If you're not able to get a part number off the old belt, or have to modify the engine position or bought a larger pulley, then just bring the old belt to an auto parts store and they can measure it. If worse comes to worse, but a few of them in different lengths and try each one until you find the best one, then return the unused ones


----------



## Grunt (Nov 11, 2013)

To select belts by size or part number.
http://outdoorpowerinfo.com/belts/
Select show/hide belts pick list
Select -T for Toro
Select- Toro
Look for the belt part number (if you know it)
Next to the part number will be a size such as Toro belt number 110376 is a 1/2"x38.5"belt or 4L385.
-OR-
You can use this calculator. Remember to add about a 1/2" inch? to the measurement if you need the belt to be slack, such as on an auger drive.
http://www.calculatoredge.com/mech/vbelt%20length.htm
You can go to Toro's web site and download the parts list for your model which will show the Toro belt numbers.


----------



## toroboy (Jan 15, 2014)

Thank you i will purchase belts after the sleeve adapter comes in, on the old motor the shaft was 3'' long with the new predator engine the shaft looks a little shorter and it is 2.43 will getting a 3'' long shaft adapter still work or should i stick to the length adapter to what the new engine is?


----------



## Toro-8-2-4 (Dec 28, 2013)

You can put the 3" adaptor on it for more stability. If you stick with the double stock pulley in the picture you can get away with a shorter one. You can get a 3" long one on ebay. If you decide to use different pulley set up and it is too long you can always grind a bit off or cut it down.





 
This comes with a stepped key that fits the 3/16 key in the Predator and steps up to 1/4" for the 1 inch bore pulley. Your pulley would need a 1/4" key for it to work as intended. 

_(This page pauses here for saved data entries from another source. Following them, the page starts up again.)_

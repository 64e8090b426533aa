//! Momentum scroll view
//!
//! A clipped viewport over a content container. Input moves the content;
//! the view owns the physics (drag tracking, flick momentum, elastic
//! overscroll) and two auto-fading scrollbar thumbs.
//!
//! The view keeps no scene reference between calls. Every operation that
//! touches nodes takes `&mut dyn SceneGraph`, and time only advances when the
//! host calls [`ScrollView::tick`] from its frame loop:
//!
//! ```rust
//! use glide_core::{Event, RetainedScene};
//! use glide_widgets::scroll::ScrollView;
//! use glide_widgets::options::ScrollViewOptions;
//!
//! let mut scene = RetainedScene::new();
//! let mut view = ScrollView::new(
//!     &mut scene,
//!     ScrollViewOptions::new(300.0, 250.0).content_size(300.0, 910.0),
//! );
//!
//! view.scroll_by(&mut scene, 0.0, 1000.0);
//! assert_eq!(view.scroll_position().y, 660.0);
//!
//! let mut event = Event::pointer_down(10.0, 10.0, 0.0);
//! view.handle_event(&mut scene, &mut event);
//! while view.tick(&mut scene, 16.0) {}
//! ```

pub mod gesture;
pub mod physics;
pub mod scrollbar;

use glide_animation::Stepper;
use glide_core::events::event_types;
use glide_core::{
    Event, EventData, NodeId, Point, RectStyle, SceneGraph, Size, StateMachine, Vec2,
};
use tracing::{debug, trace};

use crate::options::{sanitize_extent, ScrollDirection, ScrollViewOptions};
use gesture::{estimate_velocity, gesture_events, GestureSession, GestureState};
use physics::{max_scroll, resolve_axis, ScrollState, FRAMES_PER_SECOND, MOMENTUM_STOP_VELOCITY};
use scrollbar::{compute_thumbs, ScrollbarThumb, Scrollbars};

/// Callback invoked with the requested coordinates on every scroll
pub type ScrollCallback = Box<dyn FnMut(f32, f32)>;

/// Bookkeeping for a running momentum run
#[derive(Debug, Clone, Copy, Default)]
struct MomentumRun {
    frames: u32,
}
//! Glide Widgets
//!
//! Scrolling and list widgets for retained-mode canvas scene graphs.
//!
//! - **ScrollView**: clipped viewport with drag, wheel and two-finger pan,
//!   flick momentum, optional elastic overscroll, and auto-fading scrollbars
//! - **ListView**: a scroll view over an ordered collection with
//!   render-callback items, vertical or horizontal layout, cross-axis
//!   alignment, and tap-versus-drag click detection
//!
//! Widgets render through [`glide_core::SceneGraph`] and are driven by the
//! host: input through `handle_event`, time through `tick`.

pub mod error;
pub mod list;
pub mod options;
pub mod scroll;

pub use error::{Result, WidgetError};
pub use list::layout::{ItemPlacement, ListLayout};
pub use list::{ItemCallback, ListView, RenderItem, RenderedItem};
pub use options::{
    ItemAlign, ListViewOptions, ScrollDirection, ScrollViewOptions, ScrollbarOptions,
};
pub use scroll::gesture::{gesture_events, GestureState};
pub use scroll::physics::ScrollState;
pub use scroll::scrollbar::{ScrollbarAxis, ScrollbarThumb};
pub use scroll::{ScrollCallback, ScrollView};

/// Common imports for hosting the widgets
pub mod prelude {
    pub use crate::list::ListView;
    pub use crate::options::{
        ItemAlign, ListViewOptions, ScrollDirection, ScrollViewOptions, ScrollbarOptions,
    };
    pub use crate::scroll::gesture::GestureState;
    pub use crate::scroll::ScrollView;
    pub use glide_core::{Event, NodeId, Point, RetainedScene, SceneGraph, Size};
}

You may also want to put an appropriate length bolt and washer on the end of the PTO shaft. On the predator it is a 5/16-24 UNF thread.


----------



## storm2410 (Aug 23, 2014)

I'm going to repower my 521 unit. I'm thinking about doing the same thing you are. Any updates on your project?


----------



## GTP (Dec 27, 2010)

Great info!


----------



## toroboy (Jan 15, 2014)

hey guys small update i just got the shaft adapter and put that on i also put the original pulley and that seems to line up right. not sure if i will need new belts yet. currently im breaking in the motor so I haven’t tried to put the original belts on.


----------



## UNDERTAKER (Dec 30, 2013)

toroboy said:


> hey guys small update i just got the shaft adapter and put that on i also put the original pulley and that seems to line up right. not sure if i will need new belts yet. currently im breaking in the motor so I haven’t tried to put the original belts on.


 IT IS best to do it under load.


----------



## toroboy (Jan 15, 2014)

thank you powershift93 i attached the original belts and everything works! i couldn’t be more happy with this repower, now just waiting on the snow!


----------



## GTP (Dec 27, 2010)

Are you going to do the impeller mod as well?


----------



## toroboy (Jan 15, 2014)

how do i do that mod?


----------



## GTP (Dec 27, 2010)

toroboy said:


> how do i do that mod?


Here's a good video. You can make your own or ebay it - lit usually runs $25-$30


----------



## Shryp (Jan 1, 2011)

I bought my first impeller mod from Clarence. It cost $30 + $10 shipping. I just did a second one and it cost me $18 for 5 feet of belt and then I paid like $2 for a big bag of nuts, bolts and washers. I ended up cutting out a metal plate to put on the top from an old piece of sheet metal I had. The dip in the Ariens impeller was pulling the rubber down with the washers so I had to make a bigger spacer. I also have most of the belt, nuts bolts and washers left.


----------



## jeepguy03 (Sep 11, 2014)

I bought some rubber paddles for a Toro S-200 off eBay for $20 with free shipping. They are nice and thick so they should last awhile. I cut them to the lengths I needed and bolted them onto the impellers of the Toro 826 and my 42" John Deere blower and they worked awesome.


----------



## GustoGuy (Nov 19, 2012)

Bailer belt works great you can get it from Tractor supply or Mills fleet or any other place that sells farm equipment. My entire kit only costed $5.00 It only took a foot of bailer belt and bolts and fender washers and lock nuts to make the kit.


----------



## toroboy (Jan 15, 2014)

Nice guys yeah i might try that! even with the old motor this blower threw the snow very far.


----------